As a veteran of interfaith dialogue, I’m somewhat loathe to judge another person’s religious beliefs by my standards. But the fact that Bishop Richard Williamson can call himself a believer in God’s love is unfathomable.
In fact, by now one is hard pressed to describe him as anything other than evil. How else can one approach the news that the Catholic bishop – denounced by his own Roman Catholic Church – will appeal last week’s court ruling that found him guilty of Holocaust denial?
Williamson, a bishop from the breakaway Society of Saint Pius X, keeps defending absurd declarations about how no more than 300,000 European Jews could have been killed in the Shoah. In 2008, he even told a Swedish reporter in a recorded broadcast that there is no way any Jew was murdered in Nazi gas chambers. Such claims, he said, were “lies, lies, lies.”

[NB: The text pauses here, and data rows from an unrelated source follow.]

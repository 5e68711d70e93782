//! FILENAME: core/report-engine/src/error.rs

use thiserror::Error;

/// Errors raised while loading or validating report configuration.
/// The calculation pipeline itself never returns an error.
#[derive(Error, Debug)]
pub enum ReportError {
    #[error("IO error: {0}")]
    Io(#[from] std::io::Error),

    #[error("JSON error: {0}")]
    Json(#[from] serde_json::Error),

    #[error("Invalid report definition: {0}")]
    InvalidDefinition(String),
}
//! FILENAME: core/report-engine/src/lib.rs
//! Tabular report engine.
//!
//! Given a flat collection of records, the engine applies fixed-field
//! filters and an ordered rule chain, sorts by several keys, optionally
//! groups into a two-level hierarchy with per-column aggregates, flattens
//! the hierarchy under the caller's expand set, paginates, and computes
//! column totals over the whole filtered set.
//!
//! Layers:
//! - `definition`: Serializable configuration (what the report IS)
//! - `value`: Row and cell model
//! - `filter`, `sort`, `group`, `flatten`, `paginate`, `totals`: the stages
//! - `state`: Caller-owned session choices and their transitions
//! - `view`: Renderable output for the frontend (WHAT we display)
//! - `engine`: Pipeline wiring (HOW we calculate)

pub mod logging;
pub mod definition;
pub mod engine;
pub mod error;
pub mod filter;
pub mod flatten;
pub mod group;
pub mod paginate;
pub mod sort;
pub mod state;
pub mod totals;
pub mod value;
pub mod view;

pub use definition::*;
pub use engine::{calculate_report, load_rows_from_json_file, load_rows_from_json_str, ReportCalculator};
pub use error::ReportError;
pub use filter::{evaluate_rule, filter_rows, matches_rules, FixedFilter, FixedFilters};
pub use flatten::{flatten, rows_as_display, DisplayRow, ExpandState};
pub use group::{group_id, group_rows, sanitize_id_value, GroupChild, GroupEngine, GroupNode, ID_SEPARATOR};
pub use paginate::{page_window, paginate, total_pages, PageInfo};
pub use sort::{collate, compare_items, sort_in_place, sort_items, Sortable};
pub use state::ReportState;
pub use totals::{column_totals, ColumnTotal};
pub use value::{CellValue, Row};
pub use view::{GroupHeaderRow, ReportView, ViewColumn, ViewRow};
use crate::domain::amount::AmountError;
use crate::domain::gateway::CredentialInfo;
use thiserror::Error;

pub type Result<T, E = DonationError> = std::result::Result<T, E>;

/// Terminal failure classes of the donation pipeline. None of these are
/// retried inside the core.
#[derive(Error, Debug)]
pub enum DonationError {
    #[error("payment token is missing")]
    MissingToken,
    #[error("invalid amount: {0}")]
    InvalidAmount(#[from] AmountError),
    #[error("charity not found")]
    InvalidCharity,
    #[error("donation of {amount} is below the minimum of {minimum} minor units")]
    BelowMinimum { amount: u64, minimum: u64 },
    #[error("gateway error [{code}]: {message}")]
    Gateway { code: String, message: String },
    #[error("charge was created but not paid")]
    NotPaid,
    #[error("ledger error: {0}")]
    Ledger(String),
    #[error("validation error: {0}")]
    Validation(String),
    #[error("storage error: {0}")]
    Storage(String),
    #[error("IO error: {0}")]
    Io(#[from] std::io::Error),
    #[error("CSV error: {0}")]
    Csv(#[from] csv::Error),
}

#[cfg(feature = "storage-rocksdb")]
impl From<rocksdb::Error> for DonationError {
    fn from(err: rocksdb::Error) -> Self {
        Self::Storage(err.to_string())
    }
}

/// Outcome of a rejected donation. Carries the failure reason together with
/// the card display info retrieved for the attempted credential, when the
/// gateway could provide it. The credential is diagnostic only and plays no
/// part in crediting.
#[derive(Error, Debug)]
#[error("{reason}")]
pub struct DonationFailure {
    pub reason: DonationError,
    pub credential: Option<CredentialInfo>,
}

impl From<DonationError> for DonationFailure {
    fn from(reason: DonationError) -> Self {
        Self {
            reason,
            credential: None,
        }
    }
}
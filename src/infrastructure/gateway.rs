use crate::domain::gateway::{Charge, ChargeRequest, CredentialInfo, GatewayError};
use crate::domain::ports::PaymentGateway;
use async_trait::async_trait;

/// Token prefix the simulated processor recognizes as a valid credential.
pub const TOKEN_PREFIX: &str = "tokn_";

/// A deterministic stand-in for the external payment processor, used by the
/// CLI and demos. It never talks to a network:
///
/// - tokens starting with `tokn_` are recognized;
/// - recognized tokens containing `declined` produce an unpaid charge;
/// - anything else fails with gateway code `not_found`.
#[derive(Debug, Default, Clone, Copy)]
pub struct SimulatedGateway;

impl SimulatedGateway {
    pub fn new() -> Self {
        Self
    }

    fn recognized(token: &str) -> bool {
        token.starts_with(TOKEN_PREFIX)
    }
}

#[async_trait]
impl PaymentGateway for SimulatedGateway {
    async fn create_charge(&self, request: ChargeRequest) -> Result<Charge, GatewayError> {
        if !Self::recognized(&request.token) {
            return Err(GatewayError::new("not_found", "credential not recognized"));
        }
        Ok(Charge {
            amount: request.amount,
            paid: !request.token.contains("declined"),
        })
    }

    async fn retrieve_credential(&self, token: &str) -> Result<CredentialInfo, GatewayError> {
        if !Self::recognized(token) {
            return Err(GatewayError::new("not_found", "credential not recognized"));
        }
        Ok(CredentialInfo {
            name: "J DOE".to_string(),
            last_digits: "4242".to_string(),
            expiration_month: 10,
            expiration_year: 2030,
            security_code_check: false,
        })
    }
}
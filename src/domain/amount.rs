use crate::domain::charity::MinorUnits;
use rust_decimal::Decimal;
use rust_decimal::prelude::ToPrimitive;
use std::str::FromStr;
use thiserror::Error;

#[derive(Error, Debug, PartialEq, Eq, Clone, Copy)]
pub enum AmountError {
    #[error("amount is empty")]
    Empty,
    #[error("amount is not a decimal number")]
    Unparsable,
    #[error("signed amounts are not accepted")]
    Signed,
    #[error("amount carries more precision than the minor unit supports")]
    ExcessPrecision,
    #[error("amount is out of range")]
    OutOfRange,
}

/// Parses a user-supplied decimal string into an exact count of minor
/// currency units.
///
/// The input is scaled by `minor_unit_factor` (100 for two-decimal
/// currencies) and must land exactly on an integer: `"100.77"` with factor
/// 100 yields 10077 minor units, while `"100.777"` is rejected because it
/// encodes sub-minor-unit precision. Pure function, no side effects.
pub fn normalize(raw: &str, minor_unit_factor: u32) -> Result<MinorUnits, AmountError> {
    let trimmed = raw.trim();
    if trimmed.is_empty() {
        return Err(AmountError::Empty);
    }
    // An explicit sign is not a valid donation input, even "+".
    if trimmed.starts_with('+') || trimmed.starts_with('-') {
        return Err(AmountError::Signed);
    }

    let value = Decimal::from_str(trimmed).map_err(|_| AmountError::Unparsable)?;
    let scaled = value * Decimal::from(minor_unit_factor);
    if !scaled.is_integer() {
        return Err(AmountError::ExcessPrecision);
    }

    scaled
        .to_u64()
        .map(MinorUnits::new)
        .ok_or(AmountError::OutOfRange)
}
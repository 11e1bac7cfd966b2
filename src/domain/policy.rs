use crate::domain::charity::MinorUnits;

/// Validation policy for incoming donations.
///
/// Both historical revisions of the policy are reachable by configuration
/// alone: a whole-unit regime (factor 1, minimum 20) and a decimal-aware
/// regime (factor 100, minimum 2000 minor units). The default is the latter.
#[derive(Debug, Clone)]
pub struct DonationPolicy {
    /// ISO currency code passed through to the gateway.
    pub currency: String,
    /// A donation must strictly exceed this many minor units.
    pub minimum: MinorUnits,
    /// Minor units per major unit, e.g. 100 satang per baht.
    pub minor_unit_factor: u32,
}

impl Default for DonationPolicy {
    fn default() -> Self {
        Self {
            currency: "THB".to_string(),
            minimum: MinorUnits::new(2_000),
            minor_unit_factor: 100,
        }
    }
}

In displaying a remarkable level of stupidity in rejecting the world’s most documented genocide, Mr. Williamson also made the mistake of giving that interview in Regensberg, Germany. In that country, Holocaust denial is illegal. So on Friday, April 16 a court there found him guilty of denial and upheld a $22,473 fine. While the sum is paltry, the message was large: No person is immune to the consequences of denying the reality of six million corpses.
For the record, members of the Saint Pius group have made rejecting sanity twisted theological truth. The group was founded to oppose the reforms of the 1965 Second Vatican Council; its liberalizations included absolving Jews from the death of Jesus of Nazareth; prior to that, Christian anger unleashed centuries of anti-Jewish persecution, blood libel and outright murder.
Sadly, as a nod to internal Church politics, in January 2009 Pope Benedict XVI welcomed Mr. Williamson and three other Pius Society bishops back into the fold. The pontiff has unequivocally denounced Holocaust denial. Still, the latest news only bolsters claims – including voices within the Church – about how noxious it is to give any respect to such haters of humanity.
The good news is that I’ve had too many conversations with Catholics to think that the Church is a bastion of anti-Semitism. Rather, it is a huge bureaucracy in which the American contingent is vastly more liberal – and at a minimum more open to conversation – than those in Rome for whom the Middle Ages are not quite over.